- **Exercise aim**: Collect the lines of the entries where "cannot" shows up.

-- -- --

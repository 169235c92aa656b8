pub mod homologation;
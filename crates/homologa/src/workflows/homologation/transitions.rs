use super::domain::{Homologation, HomologationStatus, PaymentState};

/// Lifecycle timestamp a transition stamps on the record when it commits.
#[derive(Debug, Clone, Copy, PartialEq, Eq)]
pub enum LifecycleStamp {
    Submission,
    Review,
    Completion,
}

/// Validated plan for a single status change.
#[derive(Debug, Clone, Copy, PartialEq, Eq)]
pub struct TransitionPlan {
    pub target: HomologationStatus,
    pub stamp: Option<LifecycleStamp>,
    /// `draft -> submitted` additionally requires [`submission_gate`].
    pub requires_submission_gate: bool,
}

/// Status change rejected by the transition table.
#[derive(Debug, Clone, Copy, PartialEq, Eq, thiserror::Error)]
#[error("cannot move homologation from '{from}' to '{to}'")]
pub struct InvalidTransition {
    pub from: HomologationStatus,
    pub to: HomologationStatus,
}

/// Legal targets reachable from `from`. Terminal statuses return an empty slice;
/// `rejected` is deliberately terminal with no re-opening edge.
pub const fn allowed_targets(from: HomologationStatus) -> &'static [HomologationStatus] {
    match from {
        HomologationStatus::Draft => &[HomologationStatus::Submitted],
        HomologationStatus::Submitted => &[HomologationStatus::UnderReview],
        HomologationStatus::UnderReview => {
            &[HomologationStatus::Approved, HomologationStatus::Rejected]
        }
        HomologationStatus::Approved => &[HomologationStatus::Completed],
        HomologationStatus::Rejected | HomologationStatus::Completed => &[],
    }
}

/// Look up whether `from -> to` is legal and which side effects it mandates.
pub fn plan_transition(
    from: HomologationStatus,
    to: HomologationStatus,
) -> Result<TransitionPlan, InvalidTransition> {
    let legal = allowed_targets(from).contains(&to);
    if !legal {
        return Err(InvalidTransition { from, to });
    }

    let (stamp, requires_submission_gate) = match to {
        HomologationStatus::Submitted => (Some(LifecycleStamp::Submission), true),
        HomologationStatus::Approved => (Some(LifecycleStamp::Review), false),
        HomologationStatus::Completed => (Some(LifecycleStamp::Completion), false),
        _ => (None, false),
    };

    Ok(TransitionPlan {
        target: to,
        stamp,
        requires_submission_gate,
    })
}

/// Reason a homologation cannot yet be marked `submitted`.
#[derive(Debug, Clone, PartialEq, Eq, thiserror::Error)]
pub enum SubmissionBlocked {
    #[error("homologation has no uploaded documents")]
    NoDocuments,
    #[error("payment not confirmed (payment status is '{current}')")]
    PaymentUnconfirmed { current: PaymentState },
}

/// Gate for the `draft -> submitted` edge. Evaluated against the live record at
/// transition time; documents and payment state change asynchronously between
/// wizard steps, so the result is never cached.
pub fn submission_gate(record: &Homologation) -> Result<(), SubmissionBlocked> {
    if record.documents.is_empty() {
        return Err(SubmissionBlocked::NoDocuments);
    }
    if record.payment_status != PaymentState::Paid {
        return Err(SubmissionBlocked::PaymentUnconfirmed {
            current: record.payment_status,
        });
    }
    Ok(())
}
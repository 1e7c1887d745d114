pub mod models;

use std::str::FromStr;
use std::time::Duration;

use sqlx::sqlite::{SqliteConnectOptions, SqlitePoolOptions};
use sqlx::SqlitePool;
use tracing::{info, warn};

use crate::error::Result;

/// Opens (creating if needed) the SQLite file at `path`.
pub async fn connect(path: &str) -> Result<SqlitePool> {
    let opts = SqliteConnectOptions::from_str(&format!("sqlite:{path}"))?.create_if_missing(true);
    let pool = SqlitePoolOptions::new().max_connections(4).connect_with(opts).await?;
    Ok(pool)
}

/// Connects with a fixed backoff between attempts; the last error is returned.
pub async fn connect_with_retry(path: &str, attempts: u32, backoff: Duration) -> Result<SqlitePool> {
    let mut attempt = 1;
    loop {
        match connect(path).await {
            Ok(pool) => {
                info!("Database ready at {path}");
                return Ok(pool);
            }
            Err(e) if attempt < attempts => {
                warn!(attempt, "Database connect failed: {e}, retrying in {backoff:?}");
                tokio::time::sleep(backoff).await;
                attempt += 1;
            }
            Err(e) => return Err(e),
        }
    }
}

pub async fn migrate(pool: &SqlitePool) -> Result<()> {
    sqlx::migrate!("./migrations").run(pool).await?;
    Ok(())
}

/// Single-connection in-memory database with the schema applied.
#[cfg(test)]
pub async fn memory_pool() -> SqlitePool {
    let opts = SqliteConnectOptions::from_str("sqlite::memory:").unwrap();
    let pool = SqlitePoolOptions::new()
        .max_connections(1)
        .idle_timeout(None)
        .max_lifetime(None)
        .connect_with(opts)
        .await
        .unwrap();
    migrate(&pool).await.unwrap();
    pool
}
//! Row seeding helpers shared by the pipeline tests.

use sqlx::SqlitePool;

pub const LONG_AGO: &str = "2000-01-01 00:00:00";

pub async fn insert_message(
    pool: &SqlitePool,
    id: &str,
    msg_type: i64,
    content: &str,
    url: &str,
    from_user_id: &str,
) -> i64 {
    sqlx::query(
        "INSERT INTO msg (id, type, content, url, from_user_id, create_time) VALUES (?, ?, ?, ?, ?, ?)",
    )
    .bind(id)
    .bind(msg_type)
    .bind(content)
    .bind(url)
    .bind(from_user_id)
    .bind("2024-05-01 09:30:00")
    .execute(pool)
    .await
    .unwrap()
    .last_insert_rowid()
}

pub async fn insert_product(pool: &SqlitePool, id: &str, url: &str, last_dispatch_time: &str) -> i64 {
    sqlx::query(
        "INSERT INTO product (id, url, update_time, last_dispatch_time) VALUES (?, ?, ?, ?)",
    )
    .bind(id)
    .bind(url)
    .bind(LONG_AGO)
    .bind(last_dispatch_time)
    .execute(pool)
    .await
    .unwrap()
    .last_insert_rowid()
}

/// Product row with a known price, short url and title, as reconciliation would leave it.
pub async fn insert_priced_product(pool: &SqlitePool, id: &str, title: &str, currency: i64, price: (f64, f64, f64)) {
    sqlx::query(
        r#"
        INSERT INTO product (id, url, short_url, title, currency, price, price_low, price_high,
                             update_time, last_dispatch_time)
        VALUES (?, ?, ?, ?, ?, ?, ?, ?, ?, ?)
        "#,
    )
    .bind(id)
    .bind(format!("https://item.example/{id}"))
    .bind(format!("https://s.example/{id}"))
    .bind(title)
    .bind(currency)
    .bind(price.0)
    .bind(price.1)
    .bind(price.2)
    .bind(LONG_AGO)
    .bind(LONG_AGO)
    .execute(pool)
    .await
    .unwrap();
}

#[allow(clippy::too_many_arguments)]
pub async fn insert_watch(
    pool: &SqlitePool,
    user_id: &str,
    product_id: &str,
    price: (f64, f64, f64),
    state: i64,
    decrease: (i64, f64),
    increase: (i64, f64),
) {
    sqlx::query(
        r#"
        INSERT INTO product_watch (user_id, product_id, currency, price, price_low, price_high,
                                   watch_time, state,
                                   remind_decrease_option, remind_decrease_value,
                                   remind_increase_option, remind_increase_value)
        VALUES (?, ?, 0, ?, ?, ?, ?, ?, ?, ?, ?, ?)
        "#,
    )
    .bind(user_id)
    .bind(product_id)
    .bind(price.0)
    .bind(price.1)
    .bind(price.2)
    .bind(LONG_AGO)
    .bind(state)
    .bind(decrease.0)
    .bind(decrease.1)
    .bind(increase.0)
    .bind(increase.1)
    .execute(pool)
    .await
    .unwrap();
}

pub async fn count(pool: &SqlitePool, sql: &str) -> i64 {
    sqlx::query_scalar(sql).fetch_one(pool).await.unwrap()
}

-- -- --

- **Solution to this problem**:
#[error("cannot move homologation from '{from}' to '{to}'")]
/// Reason a homologation cannot yet be marked `submitted`.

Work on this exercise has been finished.